Create and list jobs
Get job details
Run now jobs
Run submit jobs
Cancel run jobs
Also with respect to Databricks clusters, this integration can perform the following operations.
Create, start, and restart a cluster
Terminate a cluster
Get cluster information
List clusters
With respect to Databricks DBFS, this Universal Task also provides a feature to upload larger files.
Version
Template Name | Version |
---|---|
Databricks | 1.3.3 |
Refer to Changelog for version history information.
Software Requirements
This integration requires a Universal Agent and a Python runtime to execute the Universal Task against a Databricks environment. This Universal Task has been tested with the Azure Databricks environment API version 2.0.
Software Requirements for Universal Template and Universal Task
Requires Python 3.7.6 or higher. Tested with the Universal Agent bundled Python distribution. It requires "requests" python module.

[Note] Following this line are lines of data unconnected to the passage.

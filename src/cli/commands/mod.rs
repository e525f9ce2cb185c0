//! Command implementations for the order parser CLI
//!
//! Each subcommand lives in its own module; shared logging, configuration and
//! reporting helpers are in `shared`.

pub mod headers;
pub mod parse;
pub mod shared;

pub use shared::{CommandStats, wait_for_interrupt};

use anyhow::Result;

use crate::cli::args::{Args, Commands};

/// Main command runner
///
/// Sets up logging for the selected subcommand and dispatches to its handler:
/// - `parse`: parse reports into JSON
/// - `headers`: list the headers a dictionary recognises
pub async fn run(args: Args) -> Result<CommandStats> {
    let command = args.get_command();
    shared::setup_logging(command)?;

    match command {
        Commands::Parse(parse_args) => parse::run_parse(parse_args).await,
        Commands::Headers(headers_args) => headers::run_headers(headers_args).await,
    }
}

Software Requirements for Universal Agent
Universal Agent for Windows x64 Version 7.1 and later with Python options installed
Universal Agent for Linux Version 7.1 and later with Python options installed
Software Requirements for Universal Controller
Universal Controller Version 7.1.0.0 and later
Technical Considerations
This task uses Python module "requests" to make REST API calls to the Databricks environment.
Databricks URL and user bearer token would be required as basic input for this Universal Task.

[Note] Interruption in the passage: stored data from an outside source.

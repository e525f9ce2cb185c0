//! Field processors turning a raw header capture into record fields
//!
//! Processors are built once, when the dictionary is loaded, from the
//! `fields_by_header` declarations. Every required option is checked at that
//! point so a broken dictionary fails before any report text is read.

use once_cell::sync::Lazy;
use regex::Regex;
use serde_json::{Map, Value};

use crate::app::models::{Contact, FieldValue, ProcessorDefinition, StructuredRecord, TableRow};
use crate::constants::location_labels::{
    CONTACT_NAME_PATTERN, CONTACT_PREFIX, SECONDARY_LOCATION, TELEPHONE_PATTERN,
};
use crate::constants::processor_kinds::{
    FIELD_FOLLOWED_BY_TABLE, PRIMARY_SECONDARY_LOCATION, TRIMMED,
};
use crate::constants::processor_options::{CONTACTS_FIELD, FIELD, NUM_COLUMNS, TABLE_FIELD};
use crate::{Error, Result};

static CONTACT_NAME_REGEX: Lazy<Regex> =
    Lazy::new(|| Regex::new(CONTACT_NAME_PATTERN).expect("contact name pattern"));

static TELEPHONE_REGEX: Lazy<Regex> =
    Lazy::new(|| Regex::new(TELEPHONE_PATTERN).expect("telephone pattern"));

/// A configured field processor
#[derive(Debug, Clone, PartialEq, Eq)]
pub enum FieldProcessor {
    /// Trimmed scalar stored under `field`
    Trimmed { field: String },

    /// Scalar on the first non-blank line, then a table of `num_columns` columns
    FieldFollowedByTable {
        field: String,
        table_field: String,
        num_columns: usize,
    },

    /// Location text and the contacts listed after it
    PrimarySecondaryLocation {
        field: String,
        contacts_field: String,
    },
}

impl FieldProcessor {
    /// Processor applying the trimmed scalar policy to `field`
    pub fn trimmed(field: impl Into<String>) -> Self {
        Self::Trimmed {
            field: field.into(),
        }
    }

    /// Build a processor from its dictionary declaration
    ///
    /// Unknown kinds and missing or malformed options are configuration
    /// errors naming the header the processor was declared for.
    pub fn from_definition(header: &str, definition: &ProcessorDefinition) -> Result<Self> {
        let options = ProcessorOptions {
            kind: &definition.processor,
            header,
            options: &definition.options,
        };

        match definition.processor.as_str() {
            TRIMMED => Ok(Self::Trimmed {
                field: options.required_str(FIELD)?,
            }),
            FIELD_FOLLOWED_BY_TABLE => Ok(Self::FieldFollowedByTable {
                field: options.required_str(FIELD)?,
                table_field: options.required_str(TABLE_FIELD)?,
                num_columns: options.required_count(NUM_COLUMNS)?,
            }),
            PRIMARY_SECONDARY_LOCATION => Ok(Self::PrimarySecondaryLocation {
                field: options.required_str(FIELD)?,
                contacts_field: options.required_str(CONTACTS_FIELD)?,
            }),
            other => Err(Error::unknown_processor(other, header)),
        }
    }

    /// Kind name as written in dictionaries
    pub fn kind(&self) -> &'static str {
        match self {
            Self::Trimmed { .. } => TRIMMED,
            Self::FieldFollowedByTable { .. } => FIELD_FOLLOWED_BY_TABLE,
            Self::PrimarySecondaryLocation { .. } => PRIMARY_SECONDARY_LOCATION,
        }
    }

    /// Apply the processor to the value captured under `header`
    pub fn apply(&self, target: &mut StructuredRecord, header: &str, value: &str) -> Result<()> {
        match self {
            Self::Trimmed { field } => {
                target.insert(field.as_str(), FieldValue::Text(value.trim().to_string()));
            }
            Self::FieldFollowedByTable {
                field,
                table_field,
                num_columns,
            } => {
                let (scalar, rows) = split_field_and_table(header, value, *num_columns)?;
                target.insert(field.as_str(), FieldValue::Text(scalar));
                target.insert(table_field.as_str(), FieldValue::Table(rows));
            }
            Self::PrimarySecondaryLocation {
                field,
                contacts_field,
            } => {
                let (location, contacts) = split_location_and_contacts(value);
                target.insert(field.as_str(), FieldValue::Text(location));
                target.insert(contacts_field.as_str(), FieldValue::Contacts(contacts));
            }
        }
        Ok(())
    }
}

/// Option accessor reporting errors against the declaring header
struct ProcessorOptions<'a> {
    kind: &'a str,
    header: &'a str,
    options: &'a Map<String, Value>,
}

impl ProcessorOptions<'_> {
    fn required(&self, name: &str) -> Result<&Value> {
        self.options
            .get(name)
            .ok_or_else(|| Error::missing_option(self.kind, self.header, name))
    }

    fn required_str(&self, name: &str) -> Result<String> {
        match self.required(name)? {
            Value::String(text) if !text.trim().is_empty() => Ok(text.clone()),
            Value::String(_) => Err(Error::invalid_option(
                self.kind,
                self.header,
                name,
                "must not be empty",
            )),
            other => Err(Error::invalid_option(
                self.kind,
                self.header,
                name,
                format!("expected a string, found {}", other),
            )),
        }
    }

    fn required_count(&self, name: &str) -> Result<usize> {
        let value = self.required(name)?;
        value
            .as_u64()
            .filter(|count| *count > 0)
            .and_then(|count| usize::try_from(count).ok())
            .ok_or_else(|| {
                Error::invalid_option(
                    self.kind,
                    self.header,
                    name,
                    format!("expected a positive integer, found {}", value),
                )
            })
    }
}

/// Split a blob into its leading scalar and the table that follows
///
/// Table lines are laid out one cell per line: `num_columns` column headers,
/// then each row as `num_columns` consecutive cells.
fn split_field_and_table(
    header: &str,
    value: &str,
    num_columns: usize,
) -> Result<(String, Vec<TableRow>)> {
    let mut lines = value.lines().map(str::trim);
    let scalar = lines
        .by_ref()
        .find(|line| !line.is_empty())
        .unwrap_or_default()
        .to_string();
    let cells: Vec<&str> = lines.filter(|line| !line.is_empty()).collect();

    if cells.len() % num_columns != 0 {
        return Err(Error::malformed_table(header, cells.len(), num_columns));
    }

    // A blob with no table lines at all yields no rows rather than underflowing
    if cells.is_empty() {
        return Ok((scalar, Vec::new()));
    }

    let (columns, data) = cells.split_at(num_columns);
    let rows = data
        .chunks(num_columns)
        .map(|row| {
            columns
                .iter()
                .zip(row)
                .map(|(column, cell)| (column.to_string(), cell.to_string()))
                .collect::<TableRow>()
        })
        .collect();

    Ok((scalar, rows))
}

/// Split a location blob into the location text and its contacts
fn split_location_and_contacts(value: &str) -> (String, Vec<Contact>) {
    let lines: Vec<&str> = value.lines().collect();

    let start = lines
        .iter()
        .position(|line| line.trim_start().starts_with(SECONDARY_LOCATION))
        .map_or(0, |label| label + 1);
    let body = &lines[start..];

    let contacts_start = body
        .iter()
        .position(|line| line.trim_start().starts_with(CONTACT_PREFIX))
        .unwrap_or(body.len());

    let location = body[..contacts_start].join("\n").trim().to_string();
    let contacts = parse_contacts(&body[contacts_start..]);

    (location, contacts)
}

/// Fold `Contact Name` / `Telephone` lines into contacts
fn parse_contacts(lines: &[&str]) -> Vec<Contact> {
    let mut contacts = Vec::new();
    let mut current = Contact::default();

    for line in lines {
        if let Some(captures) = CONTACT_NAME_REGEX.captures(line) {
            if current.is_present() {
                contacts.push(std::mem::take(&mut current));
            }
            current.name = non_empty(&captures[1]);
        } else if let Some(captures) = TELEPHONE_REGEX.captures(line) {
            // A second telephone line starts a contact without a name
            if current.phone.is_some() {
                contacts.push(std::mem::take(&mut current));
            }
            current.phone = non_empty(&captures[1]);
        }
    }

    if current.is_present() {
        contacts.push(current);
    }

    contacts
}

fn non_empty(text: &str) -> Option<String> {
    let trimmed = text.trim();
    (!trimmed.is_empty()).then(|| trimmed.to_string())
}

Authentication is possible either by generating a personal access token in Databricks Environment or an Azure AD-based authentication.
Using the Azure AD based Authentication involves some configuration as shown below in Azure (https://portal.azure.com).

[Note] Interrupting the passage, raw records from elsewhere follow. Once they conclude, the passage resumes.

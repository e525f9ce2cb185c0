//! Order report parser façade
//!
//! Binds a compiled dictionary to its header matcher and runs the scanner over
//! whatever line source the caller has: a string, an async reader, a stream of
//! lines or a file on disk.

use futures::{Stream, StreamExt};
use std::io;
use std::path::Path;
use std::sync::Arc;
use tokio::fs::File;
use tokio::io::{AsyncBufRead, AsyncBufReadExt, BufReader};
use tracing::{debug, info};

use super::header_matcher::HeaderMatcher;
use super::scanner::LineScanner;
use super::stats::ParseResult;
use crate::app::services::field_dictionary::FieldDictionary;
use crate::config::ParserConfig;
use crate::{Error, Result};

/// Dictionary-driven parser for order reports
///
/// Cloning is cheap: the dictionary and matcher are shared read-only, so one
/// parser can serve any number of concurrent parses.
#[derive(Debug, Clone)]
pub struct OrderParser {
    dictionary: Arc<FieldDictionary>,
    matcher: Arc<HeaderMatcher>,
    include_meta: bool,
}

impl OrderParser {
    /// Create a parser over a compiled dictionary
    pub fn new(dictionary: FieldDictionary) -> Result<Self> {
        Self::from_shared(Arc::new(dictionary))
    }

    /// Create a parser over a dictionary already shared elsewhere
    pub fn from_shared(dictionary: Arc<FieldDictionary>) -> Result<Self> {
        let matcher = HeaderMatcher::new(dictionary.all_headers())?;
        debug!(
            "Header matcher built over {} headers",
            dictionary.all_headers().count()
        );

        Ok(Self {
            dictionary,
            matcher: Arc::new(matcher),
            include_meta: true,
        })
    }

    /// Create a parser honouring the parser section of the configuration
    pub fn with_config(dictionary: FieldDictionary, config: &ParserConfig) -> Result<Self> {
        Ok(Self::new(dictionary)?.with_include_meta(config.include_meta))
    }

    /// Keep or strip `_meta` warning blocks in the output
    pub fn with_include_meta(mut self, include_meta: bool) -> Self {
        self.include_meta = include_meta;
        self
    }

    pub fn dictionary(&self) -> &FieldDictionary {
        &self.dictionary
    }

    pub fn include_meta(&self) -> bool {
        self.include_meta
    }

    /// Fresh scanner over this parser's dictionary
    pub fn scanner(&self) -> LineScanner<'_> {
        LineScanner::new(&self.dictionary, &self.matcher)
    }

    /// Parse report text held in memory
    pub fn parse_str(&self, input: &str) -> Result<ParseResult> {
        let mut scanner = self.scanner();
        for line in input.lines() {
            scanner.feed_line(line)?;
        }
        self.finish(scanner)
    }

    /// Parse lines read from an async buffered reader until EOF
    pub async fn parse_reader<R>(&self, reader: R) -> Result<ParseResult>
    where
        R: AsyncBufRead + Unpin,
    {
        let mut scanner = self.scanner();
        let mut lines = reader.lines();
        while let Some(line) = lines
            .next_line()
            .await
            .map_err(|e| Error::io("Failed to read report line", e))?
        {
            scanner.feed_line(&line)?;
        }
        self.finish(scanner)
    }

    /// Parse a stream of lines; the parse resolves when the stream ends
    pub async fn parse_stream<S>(&self, mut lines: S) -> Result<ParseResult>
    where
        S: Stream<Item = io::Result<String>> + Unpin,
    {
        let mut scanner = self.scanner();
        while let Some(line) = lines.next().await {
            let line = line.map_err(|e| Error::io("Failed to read report line", e))?;
            scanner.feed_line(&line)?;
        }
        self.finish(scanner)
    }

    /// Parse a report file
    pub async fn parse_file(&self, path: &Path) -> Result<ParseResult> {
        let file = File::open(path)
            .await
            .map_err(|e| Error::io(format!("Failed to open report {}", path.display()), e))?;

        debug!("Parsing report {}", path.display());
        self.parse_reader(BufReader::new(file)).await
    }

    fn finish(&self, scanner: LineScanner<'_>) -> Result<ParseResult> {
        let mut result = scanner.finish()?;

        if !self.include_meta {
            result.records.iter_mut().for_each(|record| record.strip_meta());
        }

        let stats = &result.stats;
        info!(
            "Parsed {} lines: {} records, {} nested, {} dropped, {} warnings",
            stats.lines_read,
            stats.records_emitted,
            stats.children_attached,
            stats.children_dropped,
            stats.warnings
        );

        Ok(result)
    }
}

Login to Azure; Use the App registrations services to create an application registration for Azure Databricks to get the client id / Client secret credentials
For the newly created Databricks App registration add the API permission for Azure Databricks as shown below:
Finally, add the service principal to Azure Databricks
Please refer to the Databricks API related to jobs and clusters.
Key Features
Feature | Description |
Create Job | Create a job in a Databricks environment from Universal Controller. Here, a JSON input for job creation in Databricks environment will be used. |
List jobs | List the jobs available within the Databricks environment. |
Get Job details | Provides an existing job definition in Databricks by providing the job ID as input. |
Run now Jobs | This feature helps to run an existing job in Databricks environment using the run time input parameters supplied in JSON from the Universal Task and the Universal Controller will be monitoring the execution of the job until it gets completed. |
Run Submit jobs | This feature helps to run a job in Databricks environment that can be dynamically defined in JSON as an input parameter in the Universal Task and the Universal Controller will be monitoring the execution of the job until it gets completed. |
Cancel Run job | Cancel an execution of a job that is in a running state within the Databricks environment. |
Create Cluster | Create a cluster in Databricks environment. Input to be provided in the JSON in a script in this Universal Task. |
List clusters | List the clusters available in the Databricks environment. |
Start cluster | Start a cluster that is in a stopped state in Databricks. |
Restart cluster | Restart a cluster in the Databricks environment. |
Terminate cluster | Terminate cluster in Databricks environment by providing cluster ID as input. |
Get a Cluster info | Provides the definition of an existing cluster in Databricks environment in JSON. |
Upload file to DBFS | Upload a file from local server to a Databricks file system DBFS. |
Import Universal Template
To use this downloadable Universal Template, you first must perform the following steps:
- This Universal Task requires the Resolvable Credentials feature. Check that the Resolvable Credentials Permitted system property has been set to true.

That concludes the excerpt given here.